It truly is about the size of the shipyards.
Lets take this step after step.
A shipper wants lower freight costs and higher margins.
What can lower freight costs?
A bigger ship, because of scale. Smaller ships are less cost and fuel efficient than larger ships when shipping in volume.
So, ships keep getting bigger. And bigger. And Bigger. And BIGGER.
Japan, after the war, with her infrastructure destroyed, wants to put people back into work, had government initiated programs to rebuild her ship building industry. As years roll by, modern ships are getting bigger and bigger due to the need of scale.
Because Japan is starting with a clean slate and destroyed legacy infrastructure, the country is able to build huge shipyards that can build these huge modern ships. The UK and the US, on the other hand, are full of older shipyards that date back to well over a century, and suddenly these shipyards cannot build these huge modern ships that the top shipping companies demand. With that, these shipyards are gone.
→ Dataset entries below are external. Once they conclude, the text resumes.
//! 订单模型

use chrono::{DateTime, Utc};
use serde::{Deserialize, Serialize};

use super::OrderStatus;

/// 用户提交的订单
#[derive(Debug, Clone, PartialEq, Eq, Serialize, Deserialize, sqlx::FromRow)]
#[serde(rename_all = "camelCase")]
pub struct Order {
    pub number: String,
    pub owner: String,
    pub submitted_at: DateTime<Utc>,
    pub status: OrderStatus,
    /// 积分（最小货币单位），仅用于展示，余额以流水为准
    pub accrual: i64,
}

impl Order {
    pub fn new(number: impl Into<String>, owner: impl Into<String>) -> Self {
        Self {
            number: number.into(),
            owner: owner.into(),
            submitted_at: Utc::now(),
            status: OrderStatus::New,
            accrual: 0,
        }
    }
}

/// 订单提交结果
#[derive(Debug, Clone, Copy, PartialEq, Eq)]
pub enum SubmitOutcome {
    /// 新订单已创建
    Created,
    /// 同一用户重复提交，不产生新记录
    AlreadyOwnedBySelf,
    /// 订单号已被其他用户占用
    AlreadyOwnedByOther,
}

/// 积分系统对某个订单的判定
#[derive(Debug, Clone, PartialEq, Eq)]
pub struct AccrualVerdict {
    pub order: String,
    pub status: OrderStatus,
    /// 积分（最小货币单位），非 PROCESSED 时为 0
    pub accrual: i64,
}

impl AccrualVerdict {
    pub fn processed(order: impl Into<String>, accrual: i64) -> Self {
        Self {
            order: order.into(),
            status: OrderStatus::Processed,
            accrual,
        }
    }

    pub fn invalid(order: impl Into<String>) -> Self {
        Self {
            order: order.into(),
            status: OrderStatus::Invalid,
            accrual: 0,
        }
    }

    pub fn processing(order: impl Into<String>) -> Self {
        Self {
            order: order.into(),
            status: OrderStatus::Processing,
            accrual: 0,
        }
    }

    /// 是否需要写入存储
    ///
    /// 积分系统仅登记（NEW）的判定不会改变本地状态
    pub fn changes_state(&self) -> bool {
        self.status != OrderStatus::New
    }
}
The ship building industry that help make the UK and US maritime empires and won two World Wars, evaporated with bankruptcies and closures, one by one by one, in the face of Japan's massive industrial combines behind these huge shipyards churning giant containerships and tankers. Ships like this one.
When ships are reaching 300 meters, then 400 meters then pass that, you realize you need a huge dry dock to assemble the ship, and there is not a lot in the world. In the US, there are only two, one reserved for building aircraft carriers and the other for refitting them. That takes the US out of the market for building, and the same thing happened with the UK's traditional shipyards. No government support, no capital investment for massive new shipyards, and without new orders coming in, its becomes a Catch-22 with the lack of funding. These shipbuilding companies cannot afford to make such shipyards without huge government support, capital injections and a robust market that provides sustainable revenue. A lot of the capital Japan used to make her shipyards also comes from Zaibatsu (conglomerate) connections, such as Mitsubishi, Kawasaki, Mitsui, and Sumitomo, and these financial megastructures the US and the UK doesn't have. Finally, you have huge domestically owned shipping companies that can buy these ships, kick start and sustain the market supply and demand cycle, companies that are also connected on the conglomerate level, like Mitsui and KKK (Kawasaki Kisen Kaisha).
View attachment 65264
View attachment 65265
Japan, despite being the loser of the last World War, became the dominant shipbuilder in the world decades after it.
The Korean cycle came for these reasons:
Huge government and banking support for this sector.
Lots of spare land to build massive shipyards from scratch.
Korean Chaebols like Samsung, Hyundai and Daewoo match the Japanese Zaibatsu.
Relatively cheap labor, which has become an increasing problem with the Japanese.
Domestic shipping lines like Hanjin.
To make a long story short, have you heard about the phrase that if you build it a thousand times, you become a master? Build enough ships, and you become a master of it.
A few decades later, the Chinese cycle began.
Huge government and banking support for this sector.
Lots of spare land to build massive shipyards from scratch.
Chinese SOEs match the Korean Chaebols and Japanese Zaibatsu.
Plenty of cheap labor, coming at a time when Korean labor costs are rising up and Japan's sky high.
Domestic shipping carriers like COSCO.
And once again, if you build it a thousand times, you become a master.
This is where we are now.
Why the US and the UK fears, or what everyone in the EU fears as well is that if you don't practice the production of ships, your shipbuilding skills will atrophy. This is why the US shipbuilding has become a government sponsored industry building entirely out of naval contracts, and of the Jones Act. If you know the Jones Act, its a US law that was passed in the thirties that requires a ship that services one US port to another US port to be US made and American crewed. So if you are shipping from Rio De Janeiro to Houston, you can use a foreign ship. But if you ship from Houston to New York, it has to be a US made and crewed vessel.
One result of this, is that compared to the ships produced in C-J-K, the Jones Act ships are pretty small, not something you would think that Maersk or MSC would use.
At 3,500 TEU (3,500 20 foot containers), this has been the biggest so far among the Jones Act ships. Compare that to the fleets of 23,000 TEU container ships coming out from China and Korea.